> [Work instruction] Pull out every line below that contains the word "impl".

> [Entries provided]
◆ ◆ ◆

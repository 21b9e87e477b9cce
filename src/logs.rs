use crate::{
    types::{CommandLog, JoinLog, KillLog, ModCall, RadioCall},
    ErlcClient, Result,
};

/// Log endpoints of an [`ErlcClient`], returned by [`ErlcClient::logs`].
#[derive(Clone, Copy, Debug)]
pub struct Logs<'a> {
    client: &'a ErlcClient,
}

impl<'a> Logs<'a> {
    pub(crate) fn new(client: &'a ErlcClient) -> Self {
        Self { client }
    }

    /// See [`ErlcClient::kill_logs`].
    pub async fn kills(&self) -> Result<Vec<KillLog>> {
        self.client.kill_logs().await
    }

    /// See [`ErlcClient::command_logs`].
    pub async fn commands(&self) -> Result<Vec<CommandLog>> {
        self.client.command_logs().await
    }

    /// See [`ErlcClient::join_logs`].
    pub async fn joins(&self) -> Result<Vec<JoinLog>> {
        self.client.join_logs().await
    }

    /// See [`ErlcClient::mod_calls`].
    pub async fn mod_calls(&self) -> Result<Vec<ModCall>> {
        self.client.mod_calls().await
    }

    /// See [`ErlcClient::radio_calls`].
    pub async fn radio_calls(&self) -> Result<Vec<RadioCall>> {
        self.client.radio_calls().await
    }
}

◆ ◆ ◆

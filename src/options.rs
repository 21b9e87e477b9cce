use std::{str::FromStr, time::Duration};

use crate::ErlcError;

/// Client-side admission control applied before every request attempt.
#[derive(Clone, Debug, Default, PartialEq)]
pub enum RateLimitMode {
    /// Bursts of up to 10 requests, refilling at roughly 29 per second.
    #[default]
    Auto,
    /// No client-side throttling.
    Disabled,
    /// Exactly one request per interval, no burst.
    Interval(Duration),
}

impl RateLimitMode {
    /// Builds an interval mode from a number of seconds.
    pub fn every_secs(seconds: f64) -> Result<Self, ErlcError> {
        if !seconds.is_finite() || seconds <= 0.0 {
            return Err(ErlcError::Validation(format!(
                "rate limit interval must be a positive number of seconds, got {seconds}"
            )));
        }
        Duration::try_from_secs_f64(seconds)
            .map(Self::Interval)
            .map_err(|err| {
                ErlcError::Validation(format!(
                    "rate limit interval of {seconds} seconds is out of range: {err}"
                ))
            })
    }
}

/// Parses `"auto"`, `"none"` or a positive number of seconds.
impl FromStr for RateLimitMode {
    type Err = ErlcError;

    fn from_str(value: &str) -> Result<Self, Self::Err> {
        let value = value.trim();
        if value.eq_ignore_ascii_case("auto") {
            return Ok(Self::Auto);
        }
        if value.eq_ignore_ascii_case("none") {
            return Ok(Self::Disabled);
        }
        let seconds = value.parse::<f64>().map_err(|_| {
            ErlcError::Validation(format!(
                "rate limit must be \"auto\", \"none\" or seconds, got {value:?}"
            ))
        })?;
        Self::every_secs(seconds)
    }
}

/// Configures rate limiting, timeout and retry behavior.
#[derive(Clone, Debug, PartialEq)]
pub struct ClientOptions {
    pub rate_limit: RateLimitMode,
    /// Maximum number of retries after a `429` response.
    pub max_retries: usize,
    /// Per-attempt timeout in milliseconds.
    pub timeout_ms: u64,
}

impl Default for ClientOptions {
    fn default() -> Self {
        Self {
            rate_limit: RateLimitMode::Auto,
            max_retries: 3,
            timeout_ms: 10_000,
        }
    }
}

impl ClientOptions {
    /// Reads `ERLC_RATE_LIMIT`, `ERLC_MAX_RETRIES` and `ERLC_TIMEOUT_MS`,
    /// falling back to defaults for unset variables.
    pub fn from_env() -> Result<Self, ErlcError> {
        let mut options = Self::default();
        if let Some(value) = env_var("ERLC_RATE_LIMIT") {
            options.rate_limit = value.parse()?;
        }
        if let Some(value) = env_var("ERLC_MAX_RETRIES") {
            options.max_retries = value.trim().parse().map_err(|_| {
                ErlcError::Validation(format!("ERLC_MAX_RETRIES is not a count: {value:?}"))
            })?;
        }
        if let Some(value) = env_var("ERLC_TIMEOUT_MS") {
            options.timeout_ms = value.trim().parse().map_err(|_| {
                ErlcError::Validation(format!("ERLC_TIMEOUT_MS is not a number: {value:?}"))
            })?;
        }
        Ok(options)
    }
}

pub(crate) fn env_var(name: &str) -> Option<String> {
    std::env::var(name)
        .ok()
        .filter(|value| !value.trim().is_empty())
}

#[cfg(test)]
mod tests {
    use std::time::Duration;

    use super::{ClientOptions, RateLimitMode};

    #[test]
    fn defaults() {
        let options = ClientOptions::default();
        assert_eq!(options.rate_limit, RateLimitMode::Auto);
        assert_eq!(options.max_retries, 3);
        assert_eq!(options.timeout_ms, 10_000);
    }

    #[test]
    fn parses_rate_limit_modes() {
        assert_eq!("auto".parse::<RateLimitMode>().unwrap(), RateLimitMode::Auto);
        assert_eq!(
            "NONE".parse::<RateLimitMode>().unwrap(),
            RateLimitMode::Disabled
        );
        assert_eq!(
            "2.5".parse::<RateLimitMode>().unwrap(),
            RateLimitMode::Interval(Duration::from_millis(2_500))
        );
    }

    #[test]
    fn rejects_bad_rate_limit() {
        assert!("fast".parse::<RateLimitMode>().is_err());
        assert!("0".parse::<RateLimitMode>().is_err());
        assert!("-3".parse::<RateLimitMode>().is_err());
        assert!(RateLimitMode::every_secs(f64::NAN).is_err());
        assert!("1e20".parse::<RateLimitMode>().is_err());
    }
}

◆ ◆ ◆

> [Solved exercise]
impl<'a> Logs<'a> {
impl RateLimitMode {
impl FromStr for RateLimitMode {
impl Default for ClientOptions {
impl ClientOptions {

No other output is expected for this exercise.